Unos veinte años atrás, los masones habían establecido su primera sede en Madrid en un antiguo hotel llamado Las Tres Flores de Lys, siendo el responsable de su fundación un noble inglés apellidado Wharton. Junto a otros extranjeros primero, y con la ayuda de los afiliados españoles después, habían difundido con inusitada eficacia su doctrina por diferentes ciudades españolas, en las que se organizaron nuevas logias o casas, donde se reunían para realizar sus secretas ceremonias.

Los rumores sobre el secretismo de sus juramentos, y la crueldad de los castigos a los que se veían sometidos los nuevos miembros de aquella asociación cuando se les descubría desvelando los nombres de sus afiliados o sus últimos propósitos, aumentaron las sospechas del marqués.

Don Zenón había conseguido infiltrar en algunas logias a varios de sus más allegados colaboradores para espiar su objetivo. De sus testimonios, había logrado averiguar ciertos detalles en torno a su cuerpo filosófico y ritos, y empezó a creer que se trataba de una peligrosa organización que tramaba conspirar contra su persona, como primer responsable del gobierno, y contra los intereses de España.

A lo anterior se agregaba ahora la denuncia sobre uno de sus empleados, su ayudante de cámara, de pertenencia a la masonería. De ahí su particular interés y solicitud hacia el Santo Oficio para conocer el grado de implicación e intenciones de la asociación.

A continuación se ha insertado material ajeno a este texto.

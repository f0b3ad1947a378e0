// SPDX-License-Identifier: AGPL-3.0-or-later
//
// Copyright (C) 2026 Voicechat Gateway

//! Access guard for protected routes.

use axum::extract::{Request, State};
use axum::middleware::Next;
use axum::response::{IntoResponse, Redirect, Response};
use axum_extra::extract::PrivateCookieJar;

use crate::session::Session;
use crate::state::AppState;

/// Admit authenticated sessions, redirect everyone else to `/login`.
///
/// With authentication disabled every request passes through. The guard
/// itself never mutates the session.
pub async fn require_auth(
    State(state): State<AppState>,
    request: Request,
    next: Next,
) -> Response {
    if state.oidc.is_none() {
        return next.run(request).await;
    }

    let jar = PrivateCookieJar::from_headers(request.headers(), state.cookie_key.clone());
    if Session::load(&jar).is_authenticated() {
        next.run(request).await
    } else {
        Redirect::temporary("/login").into_response()
    }
}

Si se confirmaba el grave intento de espionaje, la urgencia en neutralizar sus efectos se había convertido para él en todo un asunto de Estado.

—Sin más preámbulos, ruego a su reverendísima que disponga de inmediato la detención del señor Rosillón.

El marqués se levantó para hacer sonar una campana para requerir la presencia de su mayordomo.

—Haré que os acompañen hasta sus habitaciones. Ansío que deis buen fin a este oscuro asunto.

—Santa función es la que tengo encomendada, y creedme que a ella me entrego con total dedicación y devoción y, por qué no decirlo, con bastante satisfacción.

Antes de abandonar la biblioteca, se paró un instante y volvió la vista hacia ellos regalándoles una maléfica sonrisa.

Hasta que el eco de sus pasos no se hubo perdido por los pasillos de la casa, ningún otro sonido se atrevió a romper el tenso silencio que se había adueñado del interior de la biblioteca.

La cálida chimenea distribuía suficiente calor como para que la condesa de Benavente no sintiera la menor sensación de frío, aunque el vigor con que frotaba sus manos hiciera pensar en lo contrario. Un estremecimiento llamó la atención del marqués.

—Faustina, ¿queréis que mande avivar el fuego?

Zenón se sentó a su lado para sujetar sus manos con el ánimo de reconfortarla, sintiendo de inmediato aquella especial suavidad que, aunque no fuera consecuencia de un tacto frecuente, tampoco le era del todo desconocida.

—Mi tembloroso estado no se debe a la temperatura de su hogar, estimado amigo, sino a la presencia de este religioso. Son sus insondables ojos, fríos como el carbón, y su negra alma, dura como el acero, los que me aterrorizan. —La mujer retiró con pudor sus manos de aquel indecoroso contacto—. Bien sabéis, mi señor, que he sido causa de su presencia entre nosotros esta noche, aunque no por ello deje de sentir rechazo hacia su figura que, en mi opinión, representa lo peor de la condición humana.